- Work request -
Using the listing below, work out how many lines include the word "VariantAttempted". Only the number is to be given.
───
//! Resolver configuration
//!
//! Bounds for the neighborhood (K primary items, M secondary items each),
//! suggestion sizes, the neutral score for unscored keyword edges, and the
//! schema naming conventions the query ladders probe.

use serde::{Deserialize, Serialize};
use std::path::{Path, PathBuf};
use thiserror::Error;

/// Configuration errors
#[derive(Error, Debug)]
pub enum ConfigError {
    #[error("Failed to read config file {path}: {source}")]
    Io {
        path: PathBuf,
        #[source]
        source: std::io::Error,
    },

    #[error("Failed to parse config: {0}")]
    Parse(#[from] serde_yaml::Error),

    #[error("Invalid config: {0}")]
    Invalid(String),
}

pub type ConfigResult<T> = Result<T, ConfigError>;

/// Naming conventions of the academic graph
///
/// Each list is probed in order; the first entry is the preferred spelling.
/// The `*_label_fragment` values drive the label-agnostic fallback variants.
#[derive(Debug, Clone, PartialEq, Serialize, Deserialize)]
#[serde(default)]
pub struct SchemaProfile {
    pub entity_labels: Vec<String>,
    pub entity_label_fragment: String,
    pub entity_name_property: String,

    pub item_labels: Vec<String>,
    pub item_label_fragment: String,
    pub item_relations: Vec<String>,
    pub item_name_property: String,
    pub item_weight_properties: Vec<String>,

    pub keyword_labels: Vec<String>,
    pub keyword_label_fragment: String,
    pub keyword_relations: Vec<String>,
    pub keyword_name_property: String,
    pub keyword_score_properties: Vec<String>,
}

impl Default for SchemaProfile {
    fn default() -> Self {
        Self {
            entity_labels: vec!["FACULTY".to_string(), "Faculty".to_string()],
            entity_label_fragment: "faculty".to_string(),
            entity_name_property: "name".to_string(),

            item_labels: vec!["PUBLICATION".to_string(), "Publication".to_string()],
            item_label_fragment: "publication".to_string(),
            item_relations: vec!["PUBLISH".to_string(), "AUTHORED".to_string()],
            item_name_property: "title".to_string(),
            item_weight_properties: vec!["numCitations".to_string()],

            keyword_labels: vec!["KEYWORD".to_string(), "Keyword".to_string()],
            keyword_label_fragment: "keyword".to_string(),
            keyword_relations: vec![
                "LABEL_BY".to_string(),
                "TAGGED_BY".to_string(),
                "HAS_KEYWORD".to_string(),
            ],
            keyword_name_property: "name".to_string(),
            keyword_score_properties: vec!["score".to_string(), "weight".to_string()],
        }
    }
}

impl SchemaProfile {
    fn validate(&self) -> ConfigResult<()> {
        let required: [(&str, bool); 9] = [
            ("entity_labels", !self.entity_labels.is_empty()),
            ("entity_name_property", !self.entity_name_property.is_empty()),
            ("item_labels", !self.item_labels.is_empty()),
            ("item_relations", !self.item_relations.is_empty()),
            ("item_name_property", !self.item_name_property.is_empty()),
            ("item_weight_properties", !self.item_weight_properties.is_empty()),
            ("keyword_labels", !self.keyword_labels.is_empty()),
            ("keyword_relations", !self.keyword_relations.is_empty()),
            ("keyword_name_property", !self.keyword_name_property.is_empty()),
        ];
        match required.iter().find(|(_, ok)| !ok) {
            Some((field, _)) => Err(ConfigError::Invalid(format!("schema.{} must not be empty", field))),
            None => Ok(()),
        }
    }
}

/// Resolver settings
#[derive(Debug, Clone, PartialEq, Serialize, Deserialize)]
#[serde(default)]
pub struct ResolverConfig {
    /// K: publications per faculty member
    pub primary_limit: usize,
    /// M: keywords per publication
    pub secondary_limit: usize,
    /// Names sampled when resolution fails
    pub sample_size: usize,
    /// Did-you-mean suggestions shown
    pub matching_display: usize,
    /// Generic suggestions shown when nothing matches
    pub generic_display: usize,
    /// Score given to keyword edges that carry none
    pub neutral_score: f64,
    pub schema: SchemaProfile,
}

impl Default for ResolverConfig {
    fn default() -> Self {
        Self {
            primary_limit: 5,
            secondary_limit: 3,
            sample_size: 10,
            matching_display: 3,
            generic_display: 5,
            neutral_score: 1.0,
            schema: SchemaProfile::default(),
        }
    }
}

impl ResolverConfig {
    /// Parse and validate YAML
    pub fn from_yaml_str(yaml: &str) -> ConfigResult<Self> {
        let config: ResolverConfig = serde_yaml::from_str(yaml)?;
        config.validate()?;
        Ok(config)
    }

    /// Read, parse and validate a YAML file
    pub fn from_yaml_file(path: impl AsRef<Path>) -> ConfigResult<Self> {
        let path = path.as_ref();
        let yaml = std::fs::read_to_string(path).map_err(|source| ConfigError::Io {
            path: path.to_path_buf(),
            source,
        })?;
        Self::from_yaml_str(&yaml)
    }

    pub fn validate(&self) -> ConfigResult<()> {
        for (field, value) in [
            ("primary_limit", self.primary_limit),
            ("secondary_limit", self.secondary_limit),
            ("sample_size", self.sample_size),
            ("matching_display", self.matching_display),
            ("generic_display", self.generic_display),
        ] {
            if value == 0 {
                return Err(ConfigError::Invalid(format!("{} must be a positive integer", field)));
            }
        }
        if !self.neutral_score.is_finite() {
            return Err(ConfigError::Invalid("neutral_score must be finite".to_string()));
        }
        self.schema.validate()
    }
}
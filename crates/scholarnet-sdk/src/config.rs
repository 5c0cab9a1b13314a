//! Store connection settings

use scholarnet::{ConfigError, ConfigResult};
use serde::{Deserialize, Serialize};
use std::path::Path;
use std::time::Duration;

/// Where and how to reach a Neo4j-compatible server
#[derive(Debug, Clone, PartialEq, Serialize, Deserialize)]
#[serde(default)]
pub struct StoreConfig {
    /// HTTP base URL, e.g. `http://localhost:7474`
    pub url: String,
    pub database: String,
    pub user: String,
    pub password: String,
    /// Per-request timeout in seconds
    pub timeout_secs: u64,
}

impl Default for StoreConfig {
    fn default() -> Self {
        Self {
            url: "http://localhost:7474".to_string(),
            database: "neo4j".to_string(),
            user: "neo4j".to_string(),
            password: String::new(),
            timeout_secs: 10,
        }
    }
}

impl StoreConfig {
    pub fn from_yaml_str(yaml: &str) -> ConfigResult<Self> {
        let config: StoreConfig = serde_yaml::from_str(yaml)?;
        config.validate()?;
        Ok(config)
    }

    pub fn from_yaml_file(path: impl AsRef<Path>) -> ConfigResult<Self> {
        let path = path.as_ref();
        let yaml = std::fs::read_to_string(path).map_err(|source| ConfigError::Io {
            path: path.to_path_buf(),
            source,
        })?;
        Self::from_yaml_str(&yaml)
    }

    pub fn validate(&self) -> ConfigResult<()> {
        if !(self.url.starts_with("http://") || self.url.starts_with("https://")) {
            return Err(ConfigError::Invalid(format!("url must be http(s), got '{}'", self.url)));
        }
        if self.database.trim().is_empty() {
            return Err(ConfigError::Invalid("database must not be empty".to_string()));
        }
        if self.timeout_secs == 0 {
            return Err(ConfigError::Invalid("timeout_secs must be positive".to_string()));
        }
        Ok(())
    }

    pub fn timeout(&self) -> Duration {
        Duration::from_secs(self.timeout_secs)
    }

    /// Transactional Cypher endpoint for the configured database
    pub fn commit_endpoint(&self) -> String {
        format!("{}/db/{}/tx/commit", self.url.trim_end_matches('/'), self.database)
    }
}
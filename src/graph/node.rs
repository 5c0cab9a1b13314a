//! Node implementation for the academic property graph

use super::property::{PropertyMap, PropertyValue};
use super::types::{Label, NodeId};
use serde::{Deserialize, Serialize};

/// A node in the property graph
///
/// Nodes carry one or more labels (kept in the order they were added, without
/// duplicates) and a set of properties.
#[derive(Debug, Clone, Serialize, Deserialize)]
pub struct Node {
    /// Unique identifier for this node
    pub id: NodeId,

    /// Labels for this node, first label first
    pub labels: Vec<Label>,

    /// Properties associated with this node
    pub properties: PropertyMap,
}

impl Node {
    /// Create a new node with a single label
    pub fn new(id: NodeId, label: impl Into<Label>) -> Self {
        Node {
            id,
            labels: vec![label.into()],
            properties: PropertyMap::new(),
        }
    }

    /// Create a new node with multiple labels
    pub fn new_with_labels(id: NodeId, labels: Vec<Label>) -> Self {
        let mut node = Node {
            id,
            labels: Vec::with_capacity(labels.len()),
            properties: PropertyMap::new(),
        };
        for label in labels {
            node.add_label(label);
        }
        node
    }

    /// Add a label to this node
    pub fn add_label(&mut self, label: impl Into<Label>) {
        let label = label.into();
        if !self.labels.contains(&label) {
            self.labels.push(label);
        }
    }

    /// Check if node has a specific label
    pub fn has_label(&self, label: &Label) -> bool {
        self.labels.contains(label)
    }

    /// Set a property value
    pub fn set_property(&mut self, key: impl Into<String>, value: impl Into<PropertyValue>) -> Option<PropertyValue> {
        self.properties.insert(key.into(), value.into())
    }

    /// Get a property value
    pub fn get_property(&self, key: &str) -> Option<&PropertyValue> {
        self.properties.get(key)
    }

    /// String-valued property, if present
    pub fn get_str(&self, key: &str) -> Option<&str> {
        self.properties.get(key).and_then(|v| v.as_string())
    }
}

impl PartialEq for Node {
    fn eq(&self, other: &Self) -> bool {
        self.id == other.id
    }
}

impl Eq for Node {}
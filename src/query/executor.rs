//! In-memory evaluation of structured queries

use super::ast::{GraphQuery, LabelMatch, NameMatch, RelationMatch, WeightHolder, WeightSpec};
use super::result::QueryResult;
use super::QueryError;
use crate::graph::{Edge, GraphStore, Node, NodeId};
use serde_json::{json, Value};
use std::cmp::Ordering;

const ENTITY_COLUMNS: &[&str] = &["id", "name", "labels", "properties"];
const RELATED_COLUMNS: &[&str] = &["id", "name", "labels", "properties", "weight"];

/// Query engine over a [`GraphStore`]
///
/// Evaluates every [`GraphQuery`] with the same semantics its rendered Cypher
/// has on a server: creation order stands in for store order, and related
/// rows are ordered by weight descending with nulls last.
#[derive(Debug, Default, Clone, Copy)]
pub struct QueryEngine;

impl QueryEngine {
    /// Create a new query engine
    pub fn new() -> Self {
        Self
    }

    /// Execute a read-only query
    pub fn execute(&self, query: &GraphQuery, store: &GraphStore) -> Result<QueryResult, QueryError> {
        match query {
            GraphQuery::Ping => {
                let mut result = QueryResult::with_columns(&["message"]);
                result.push(vec![json!("Connected")]);
                Ok(result)
            }
            GraphQuery::FindEntity { label, name_property, name, mode, limit } => {
                Ok(find_entity(store, label, name_property, name, *mode, *limit))
            }
            GraphQuery::Related { anchor_id, relation, target_label, name_property, weight, limit } => {
                let anchor = parse_anchor(anchor_id)?;
                if weight.properties.is_empty() && weight.default.is_none() {
                    return Err(QueryError::Unsupported("weight spec names no property and no default".to_string()));
                }
                Ok(related(store, anchor, relation, target_label, name_property, weight, *limit))
            }
            GraphQuery::SampleNames { label, name_property, limit } => {
                let mut result = QueryResult::with_columns(&["name"]);
                let named = candidates(store, label).filter(|n| n.get_property(name_property).is_some_and(|v| !v.is_null()));
                for node in named.take(*limit) {
                    result.push(vec![property_json(node, name_property)]);
                }
                Ok(result)
            }
            GraphQuery::Labels => {
                let mut result = QueryResult::with_columns(&["label"]);
                for label in store.labels() {
                    result.push(vec![json!(label.as_str())]);
                }
                Ok(result)
            }
            GraphQuery::RelationshipTypes => {
                let mut result = QueryResult::with_columns(&["relationshipType"]);
                for edge_type in store.edge_types() {
                    result.push(vec![json!(edge_type.as_str())]);
                }
                Ok(result)
            }
            GraphQuery::Describe { anchor_id, name_property } => {
                let anchor = parse_anchor(anchor_id)?;
                Ok(describe(store, anchor, name_property))
            }
        }
    }
}

fn parse_anchor(raw: &str) -> Result<NodeId, QueryError> {
    NodeId::parse(raw).ok_or_else(|| QueryError::InvalidAnchor(raw.to_string()))
}

/// Nodes selected by a label match, in creation order
fn candidates<'a>(store: &'a GraphStore, label: &'a LabelMatch) -> Box<dyn Iterator<Item = &'a Node> + 'a> {
    match label {
        LabelMatch::Exact(l) => Box::new(store.get_nodes_by_label(&l.as_str().into()).into_iter()),
        LabelMatch::Containing(_) => Box::new(store.all_nodes().filter(move |n| {
            let labels: Vec<&str> = n.labels.iter().map(|l| l.as_str()).collect();
            label.matches(&labels)
        })),
    }
}

fn property_json(node: &Node, key: &str) -> Value {
    node.get_property(key).map(|v| v.to_json()).unwrap_or(Value::Null)
}

fn node_row(node: &Node, name_property: &str) -> Vec<Value> {
    let labels: Vec<&str> = node.labels.iter().map(|l| l.as_str()).collect();
    let properties: serde_json::Map<String, Value> =
        node.properties.iter().map(|(k, v)| (k.clone(), v.to_json())).collect();
    vec![
        json!(node.id.as_u64().to_string()),
        property_json(node, name_property),
        json!(labels),
        Value::Object(properties),
    ]
}

fn find_entity(
    store: &GraphStore,
    label: &LabelMatch,
    name_property: &str,
    name: &str,
    mode: NameMatch,
    limit: usize,
) -> QueryResult {
    let mut result = QueryResult::with_columns(ENTITY_COLUMNS);
    let matching = candidates(store, label)
        .filter(|n| n.get_str(name_property).is_some_and(|candidate| mode.matches(candidate, name)))
        .take(limit);
    for node in matching {
        result.push(node_row(node, name_property));
    }
    result
}

fn weight_of(edge: &Edge, target: &Node, weight: &WeightSpec) -> Value {
    let found = weight.properties.iter().find_map(|p| {
        let value = match weight.holder {
            WeightHolder::Relation => edge.get_property(p),
            WeightHolder::Target => target.get_property(p),
        };
        value.filter(|v| !v.is_null()).map(|v| v.to_json())
    });
    found
        .or_else(|| weight.default.map(|d| json!(d)))
        .unwrap_or(Value::Null)
}

/// Descending by numeric weight; null and non-numeric weights sort last
pub fn compare_weights_desc(a: Option<f64>, b: Option<f64>) -> Ordering {
    match (a, b) {
        (Some(x), Some(y)) => y.partial_cmp(&x).unwrap_or(Ordering::Equal),
        (Some(_), None) => Ordering::Less,
        (None, Some(_)) => Ordering::Greater,
        (None, None) => Ordering::Equal,
    }
}

fn related(
    store: &GraphStore,
    anchor: NodeId,
    relation: &RelationMatch,
    target_label: &LabelMatch,
    name_property: &str,
    weight: &WeightSpec,
    limit: usize,
) -> QueryResult {
    let mut rows: Vec<(Option<f64>, Vec<Value>)> = Vec::new();
    for edge in store.get_outgoing_edges(anchor) {
        if !relation.matches(edge.edge_type.as_str()) {
            continue;
        }
        let Some(target) = store.get_node(edge.target) else { continue };
        let labels: Vec<&str> = target.labels.iter().map(|l| l.as_str()).collect();
        if !target_label.matches(&labels) {
            continue;
        }
        let w = weight_of(edge, target, weight);
        let mut row = node_row(target, name_property);
        let numeric = w.as_f64();
        row.push(w);
        rows.push((numeric, row));
    }

    // Stable: equal weights keep adjacency order
    rows.sort_by(|a, b| compare_weights_desc(a.0, b.0));

    let mut result = QueryResult::with_columns(RELATED_COLUMNS);
    result.extend_records(rows.into_iter().take(limit).map(|(_, row)| row));
    result
}

fn describe(store: &GraphStore, anchor: NodeId, name_property: &str) -> QueryResult {
    let mut result = QueryResult::with_columns(&["name", "properties", "relationships", "connected"]);
    let Some(node) = store.get_node(anchor) else {
        return result;
    };

    let keys: Vec<&str> = node.properties.keys().map(|k| k.as_str()).collect();
    let mut relationships: Vec<&str> = Vec::new();
    let mut connected: Vec<&str> = Vec::new();
    for edge in store.get_outgoing_edges(anchor) {
        if !relationships.contains(&edge.edge_type.as_str()) {
            relationships.push(edge.edge_type.as_str());
        }
        if let Some(first) = store.get_node(edge.target).and_then(|t| t.labels.first()) {
            if !connected.contains(&first.as_str()) {
                connected.push(first.as_str());
            }
        }
    }

    result.push(vec![
        property_json(node, name_property),
        json!(keys),
        json!(relationships),
        json!(connected),
    ]);
    result
}
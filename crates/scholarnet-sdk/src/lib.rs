//! ScholarNet SDK: connection factories for the resolver
//!
//! Provides two [`ConnectionFactory`] implementations:
//!
//! - **`EmbeddedFactory`**: in-process, no network. Evaluates queries with
//!   `QueryEngine` over a shared `GraphStore`. Ideal for tests, demos and
//!   benchmarks.
//!
//! - **`RemoteFactory`**: a Neo4j-compatible server over the HTTP
//!   transactional Cypher endpoint.
//!
//! # Quick Start
//!
//! ```rust
//! use std::sync::Arc;
//! use scholarnet::{LookupOutcome, Resolver, ResolverConfig};
//! use scholarnet_sdk::EmbeddedFactory;
//!
//! #[tokio::main]
//! async fn main() {
//!     let factory = Arc::new(EmbeddedFactory::sample().unwrap());
//!     let resolver = Resolver::new(factory, ResolverConfig::default()).unwrap();
//!
//!     match resolver.lookup("jane doe").await.unwrap() {
//!         LookupOutcome::Found(view) => println!("{} publications", view.primary.len()),
//!         other => println!("{}", other.summary()),
//!     }
//! }
//! ```

pub mod config;
pub mod embedded;
pub mod error;
pub mod lease;
pub mod models;
pub mod remote;
pub mod sample;

pub use config::StoreConfig;
pub use embedded::EmbeddedFactory;
pub use error::{SdkError, SdkResult};
pub use remote::RemoteFactory;

// Core types, re-exported for SDK users
pub use scholarnet::store::{ConnectionFactory, GraphConnection, StoreError, StoreResult};
pub use scholarnet::{
    LookupOutcome, ResolveError, ResolveResult, Resolver, ResolverConfig, SchemaProfile, VERSION,
};
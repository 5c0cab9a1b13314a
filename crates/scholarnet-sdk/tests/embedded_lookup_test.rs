use std::sync::Arc;

use scholarnet::{LookupOutcome, NameMatch, Resolution, Resolver, ResolverConfig, SuggestionKind};
use scholarnet_sdk::{ConnectionFactory, EmbeddedFactory};

fn sample_resolver() -> (Arc<EmbeddedFactory>, Resolver) {
    let factory = Arc::new(EmbeddedFactory::sample().unwrap());
    let resolver = Resolver::new(factory.clone(), ResolverConfig::default()).unwrap();
    (factory, resolver)
}

#[tokio::test]
async fn test_lookup_ranks_sample_publications() {
    let (factory, resolver) = sample_resolver();

    let LookupOutcome::Found(view) = resolver.lookup("jane doe").await.unwrap() else {
        panic!("Jane Doe is in the sample");
    };
    assert_eq!(view.root.name, "Jane Doe");
    assert_eq!(view.root.attributes.get("department"), Some(&serde_json::json!("Computer Science")));

    let titles: Vec<&str> = view.primary.iter().map(|p| p.item.display_name()).collect();
    assert_eq!(
        titles,
        vec![
            "Knowledge Graph Embeddings at Scale",
            "Neural Retrieval over Scholarly Graphs",
            "Scalable Property Graph Storage",
            "Entity Resolution in Bibliographic Data",
            "Learning to Rank Citations",
        ]
    );
    for p in &view.primary {
        assert!(!p.secondary.is_empty() && p.secondary.len() <= 3);
        assert!(p.secondary.iter().all(|k| k.weight.is_some()));
    }
    assert_eq!(factory.open_connections(), 0);
}

#[tokio::test]
async fn test_alternate_spellings_fall_through_the_ladder() {
    let (_, resolver) = sample_resolver();

    let LookupOutcome::Found(view) = resolver.lookup("Alicia Keys").await.unwrap() else {
        panic!("Alicia Keys is in the sample under the Faculty label");
    };
    assert_eq!(view.primary.len(), 1);
    let keywords: Vec<&str> = view.primary[0].secondary.iter().map(|k| k.display_name()).collect();
    // unscored TAGGED_BY edge takes the neutral score and outranks 0.7
    assert_eq!(keywords, vec!["data mining", "natural language processing"]);
}

#[tokio::test]
async fn test_suggestions_from_sample() {
    let (_, resolver) = sample_resolver();

    let LookupOutcome::NotFound { suggestions, .. } = resolver.lookup("alison").await.unwrap() else {
        panic!("no Alison on the faculty");
    };
    assert_eq!(suggestions.kind, SuggestionKind::Generic);
    assert_eq!(suggestions.names.len(), 5);

    // the sample comes from the first label spelling that has names
    let set = resolver.suggest("ali", 10).await.unwrap();
    assert_eq!(set.kind, SuggestionKind::Matching);
    assert_eq!(set.names, vec!["Alice Smith"]);
}

#[tokio::test]
async fn test_resolve_tiers_on_sample() {
    let (_, resolver) = sample_resolver();

    assert!(matches!(
        resolver.resolve("Janet Doeson").await.unwrap(),
        Resolution::Found { tier: NameMatch::Exact, .. }
    ));
    assert!(matches!(
        resolver.resolve("doeson").await.unwrap(),
        Resolution::Found { tier: NameMatch::Contains, .. }
    ));
}

#[tokio::test]
async fn test_shutdown_makes_store_unavailable() {
    let (factory, resolver) = sample_resolver();
    factory.shutdown().await;
    assert!(matches!(resolver.lookup("Jane Doe").await, Err(scholarnet::ResolveError::StoreUnavailable(_))));
}
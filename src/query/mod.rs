//! Query processing module
//!
//! Structured read queries against the academic graph:
//! - `ast`: the query variants a lookup can issue
//! - `cypher`: rendering to parameterized Cypher for remote servers
//! - `executor`: direct evaluation against the in-memory store
//! - `result`: the tabular result shape shared by both paths

pub mod ast;
pub mod cypher;
pub mod executor;
pub mod result;

use thiserror::Error;

// Re-export main types
pub use ast::{GraphQuery, LabelMatch, NameMatch, RelationMatch, WeightHolder, WeightSpec};
pub use cypher::{quote_identifier, CypherStatement};
pub use executor::{compare_weights_desc, QueryEngine};
pub use result::{QueryResult, Row};

/// Errors raised while evaluating a query
#[derive(Error, Debug, Clone, PartialEq)]
pub enum QueryError {
    /// Anchor id is not a node id this engine understands
    #[error("Invalid anchor id: {0}")]
    InvalidAnchor(String),

    /// Query shape the engine cannot evaluate
    #[error("Unsupported query: {0}")]
    Unsupported(String),
}
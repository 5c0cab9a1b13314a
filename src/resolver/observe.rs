//! Observability hook for lookups
//!
//! The resolver reports what it does through a [`LookupObserver`] instead of
//! printing. The default observer forwards events to `tracing`.

use super::model::Entity;
use crate::query::NameMatch;
use crate::store::StoreError;
use std::fmt;
use tracing::{debug, info, warn};

/// Lookup state machine:
/// `Idle -> Resolving -> {Found -> Assembling | NotFound -> Suggesting} -> Rendered`
#[derive(Debug, Clone, Copy, PartialEq, Eq)]
pub enum LookupPhase {
    Idle,
    Resolving,
    Found,
    Assembling,
    NotFound,
    Suggesting,
    Rendered,
}

impl fmt::Display for LookupPhase {
    fn fmt(&self, f: &mut fmt::Formatter<'_>) -> fmt::Result {
        let name = match self {
            LookupPhase::Idle => "idle",
            LookupPhase::Resolving => "resolving",
            LookupPhase::Found => "found",
            LookupPhase::Assembling => "assembling",
            LookupPhase::NotFound => "not-found",
            LookupPhase::Suggesting => "suggesting",
            LookupPhase::Rendered => "rendered",
        };
        f.write_str(name)
    }
}

/// Something that happened during a lookup
#[derive(Debug, Clone, Copy)]
pub enum LookupEvent<'a> {
    Phase(LookupPhase),
    VariantAttempted { ladder: &'a str, index: usize, variant: &'a str },
    VariantAccepted { ladder: &'a str, index: usize, variant: &'a str, rows: usize },
    VariantEmpty { ladder: &'a str, index: usize, variant: &'a str },
    VariantFailed { ladder: &'a str, index: usize, variant: &'a str, error: &'a StoreError },
    LadderExhausted { ladder: &'a str, attempts: usize, faults: usize },
    Resolved { query: &'a str, entity: &'a Entity, tier: NameMatch },
    Unresolved { query: &'a str },
}

/// Receives lookup events
pub trait LookupObserver: Send + Sync {
    fn on_event(&self, event: &LookupEvent<'_>);
}

/// Default observer: structured `tracing` events
#[derive(Debug, Default, Clone, Copy)]
pub struct TracingObserver;

impl LookupObserver for TracingObserver {
    fn on_event(&self, event: &LookupEvent<'_>) {
        match *event {
            LookupEvent::Phase(phase) => debug!(%phase, "lookup phase"),
            LookupEvent::VariantAttempted { ladder, index, variant } => {
                debug!(ladder, index, variant, "trying query variant")
            }
            LookupEvent::VariantAccepted { ladder, index, variant, rows } => {
                debug!(ladder, index, variant, rows, "query variant accepted")
            }
            LookupEvent::VariantEmpty { ladder, index, variant } => {
                debug!(ladder, index, variant, "query variant returned no rows")
            }
            LookupEvent::VariantFailed { ladder, index, variant, error } => {
                warn!(ladder, index, variant, %error, "query variant failed")
            }
            LookupEvent::LadderExhausted { ladder, attempts, faults } => {
                debug!(ladder, attempts, faults, "no query variant produced rows")
            }
            LookupEvent::Resolved { query, entity, tier } => {
                info!(query, name = %entity.name, id = %entity.id, tier = tier.as_str(), "resolved entity")
            }
            LookupEvent::Unresolved { query } => info!(query, "no entity matched"),
        }
    }
}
───
- Task result -
2